Cindy Blackstock will be officially installed as NOSM's chancellor, for a four-year term, during a convocation ceremony on May 26, 2023. (Olivia Stefanovich/CBC)

Cindy Blackstock was named NOSM University's first chancellor on Thursday.

Blackstock, an internationally recognized First Nations scholar and child welfare expert, was named the northern Ontario medical school's inaugural chancellor, after NOSM became a standalone university in June 2021.

NOSM, which was established as the Northern Ontario School of Medicine in 2002, was affiliated with Lakehead University in Thunder Bay, and Laurentian University, in Sudbury, with a presence on both campuses.

After Laurentian filed for insolvency in February 2021 NOSM took steps to become Canada's first independent medical university.

The university's mandate is to train physicians who can serve communities across northern Ontario.

As of June 2022, NOSM University has graduated 838 medical doctors, including 65 Indigenous and 171 francophone physicians.

The university has said more than half of them have stayed in northern Ontario.

The entrance to NOSM university in Sudbury is a combination of glass windows, stone walls and wooden columns.
NOSM University has campuses in northeastern and northwestern Ontario, in Sudbury and Thunder Bay. (Jenifer Norwell/CBC)

"It is an honour to have Dr. Cindy Blackstock serve as NOSM University's first chancellor," said Dr. Sarita Verma, NOSM's president, dean and CEO in a press release.
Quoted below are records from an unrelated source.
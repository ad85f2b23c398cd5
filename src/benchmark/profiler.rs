// Car Acceleration Benchmark - Free and Open Source Software Statement
//
// This project, accel-bench, is Free and Open Source Software (FOSS) licensed
// under the MIT License. You are free to use, modify, and distribute this
// software in accordance with the license terms. Contributions are welcome
// via pull requests to the project repository.
//
// File: src/benchmark/profiler.rs
// Version: 1.0.1
// Developer: accel-bench contributors
//
// This file provides the analysis side of a benchmark: accumulated timings
// per kernel variant, the faster-variant verdict with its speedup ratio, and
// the element-wise verification of both variants' outputs.
//
// Tree Location:
// - src/benchmark/profiler.rs (timing comparison and output verification)
// - Depends on: serde

use serde::Serialize;

/// Mismatch examples kept for reporting
pub const MAX_MISMATCH_EXAMPLES: usize = 3;

/// Accumulated timing of one kernel variant over a fixed number of runs
#[derive(Debug, Clone, Serialize)]
pub struct VariantTiming {
    /// Display name of the kernel variant
    pub name: String,

    /// Number of timed full-batch runs
    pub runs: usize,

    /// Sum of all run times in microseconds
    pub total_micros: f64,
}

impl VariantTiming {
    pub fn new(name: impl Into<String>) -> Self {
        Self {
            name: name.into(),
            runs: 0,
            total_micros: 0.0,
        }
    }

    /// Add one timed run
    pub fn record(&mut self, micros: f64) {
        self.runs += 1;
        self.total_micros += micros;
    }

    /// Average run time in microseconds, zero when nothing was recorded
    pub fn average_micros(&self) -> f64 {
        if self.runs == 0 {
            return 0.0;
        }
        self.total_micros / self.runs as f64
    }
}

/// Which variant ran faster on average
#[derive(Debug, Clone, PartialEq, Serialize)]
#[serde(tag = "verdict", rename_all = "snake_case")]
pub enum Verdict {
    /// `winner` beat `loser`; `speedup` is loser average / winner average.
    /// An infinite speedup serializes to JSON as `null`.
    Faster {
        winner: String,
        loser: String,
        speedup: f64,
    },

    /// Averages were exactly equal
    Similar,
}

/// Compare two timings by average run time.
///
/// A zero winning average gives an infinite speedup.
pub fn compare_timings(first: &VariantTiming, second: &VariantTiming) -> Verdict {
    let a = first.average_micros();
    let b = second.average_micros();
    if a < b {
        Verdict::Faster {
            winner: first.name.clone(),
            loser: second.name.clone(),
            speedup: b / a,
        }
    } else if b < a {
        Verdict::Faster {
            winner: second.name.clone(),
            loser: first.name.clone(),
            speedup: a / b,
        }
    } else {
        Verdict::Similar
    }
}

/// One index where the two variants disagreed
#[derive(Debug, Clone, Copy, PartialEq, Eq, Serialize)]
pub struct Mismatch {
    /// Zero-based sample index
    pub index: usize,
    pub first: i32,
    pub second: i32,
}

/// Outcome of comparing two result buffers element by element
#[derive(Debug, Clone, Serialize)]
pub struct OutputVerification {
    /// Number of compared results
    pub compared: usize,

    /// Total number of disagreeing indices
    pub mismatches: usize,

    /// First few disagreements, at most `MAX_MISMATCH_EXAMPLES`
    pub examples: Vec<Mismatch>,
}

impl OutputVerification {
    pub fn all_match(&self) -> bool {
        self.mismatches == 0
    }
}

/// Compare two index-aligned result buffers.
///
/// Only the common prefix is compared when the lengths differ.
pub fn verify_outputs(first: &[i32], second: &[i32]) -> OutputVerification {
    let mut mismatches = 0;
    let mut examples = Vec::new();
    for (index, (&a, &b)) in first.iter().zip(second.iter()).enumerate() {
        if a != b {
            mismatches += 1;
            if examples.len() < MAX_MISMATCH_EXAMPLES {
                examples.push(Mismatch {
                    index,
                    first: a,
                    second: b,
                });
            }
        }
    }
    OutputVerification {
        compared: first.len().min(second.len()),
        mismatches,
        examples,
    }
}

// Changelog:
// - v1.0.1 (2026-10-20): Documented JSON form of an infinite speedup.
// - v1.0.0 (2026-10-19): Initial analysis utilities.
//   - VariantTiming accumulation with total and average.
//   - Verdict comparison with speedup ratio or Similar on equal averages.
//   - Output verification with up to three mismatch examples.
"Dr. Blackstock embodies the values of social justice, respect, and integrity. As chancellor of NOSM University, her tenacious, inspirational leadership and steadfast moral courage will set the tone for us as Canada's first independent medical university, and the only such institution in the country established with an explicit social accountability mandate."  
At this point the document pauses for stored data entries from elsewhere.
// Car Acceleration Benchmark - Free and Open Source Software Statement
//
// File: src/main.rs
// Version: 1.0.0
// Developer: accel-bench contributors
//
// Runs the correctness, interactive and performance phases in sequence. The
// process exits 0 once the phases have run, whatever their outcome.

use accel_bench::{
    BenchmarkConfig, BenchmarkRunner, Harness, KernelPair,
    benchmark::{WorkloadGenerator, runner::BenchmarkSummary},
    core::types::Args,
    utils::logging::init_logging,
};
use anyhow::Context;
use clap::Parser;
use log::info;
use rand::{Rng, SeedableRng, rngs::StdRng};
use std::io::{self, Write};

const LOG_TARGET: &str = "accel_bench::main";

fn main() {
    let args = Args::parse();

    // Validate arguments
    if let Err(err) = args.validate() {
        eprintln!("❌ Error: {}", err);
        std::process::exit(1);
    }

    if let Err(err) = run(&args) {
        eprintln!("❌ {:#}", err);
    }
}

fn run(args: &Args) -> anyhow::Result<()> {
    let level = args.level_filter().map_err(anyhow::Error::msg)?;
    if let Err(err) = init_logging(level) {
        eprintln!("⚠️ Logging disabled: {}", err);
    }

    let seed = args.seed.unwrap_or_else(|| rand::thread_rng().r#gen());
    info!(target: LOG_TARGET, "🎲 Workload seed: {} (rerun with --seed {} to reproduce)", seed, seed);
    info!(target: LOG_TARGET, "🔁 Runs per variant: {} | Sizes: {:?}", args.runs, args.sizes);

    let config = BenchmarkConfig {
        runs: args.runs,
        sizes: args.sizes.clone(),
    };
    let harness = Harness::new(
        KernelPair::default(),
        BenchmarkRunner::new(config),
        !args.skip_interactive,
    );
    let mut generator = WorkloadGenerator::new(StdRng::seed_from_u64(seed));

    let stdin = io::stdin();
    let mut input = stdin.lock();
    let stdout = io::stdout();
    let mut out = stdout.lock();

    let outcome = harness.run(&mut generator, &mut input, &mut out);
    info!(target: LOG_TARGET,
        "📊 Finished: {} sizes benchmarked, {} aborted phase steps",
        outcome.reports.len(),
        outcome.failures.len()
    );

    if args.json {
        let summary = BenchmarkSummary {
            seed,
            runs: args.runs,
            reports: outcome.reports,
        };
        let json = serde_json::to_string_pretty(&summary).context("failed to serialize summary")?;
        writeln!(out, "{}", json).context("failed to write JSON summary")?;
    }
    Ok(())
}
Blackstock said it was "a privilege and very humbling" to work closely with NOSM and be named its first chancellor.

"It's also an opportunity for me to give back to a doctor who inspired me, Dr. Peter Henderson Bryce, who was the first chief medical health officer of Ontario, who had a lot of moral courage, and blew the whistle on the unnecessary deaths of First Nations, Métis and Inuit children in residential schools," she said in a short speech on Thursday.

Blackstock said she wants to ensure NOSM students and graduates can continue Bryce's work.

"Ensure that the work does get done for Dr. Bryce," she said.

"That no person living in a northern, remote or rural community, or within the cities, is left behind by a universal healthcare system. That people receive the loving and respectful health care that honours their diverse experiences, their diverse identities and their rights as a person and their Indigenous rights."

Blackstock will be officially installed as NOSM's chancellor, for a four-year term, during a convocation ceremony on May 26, 2023.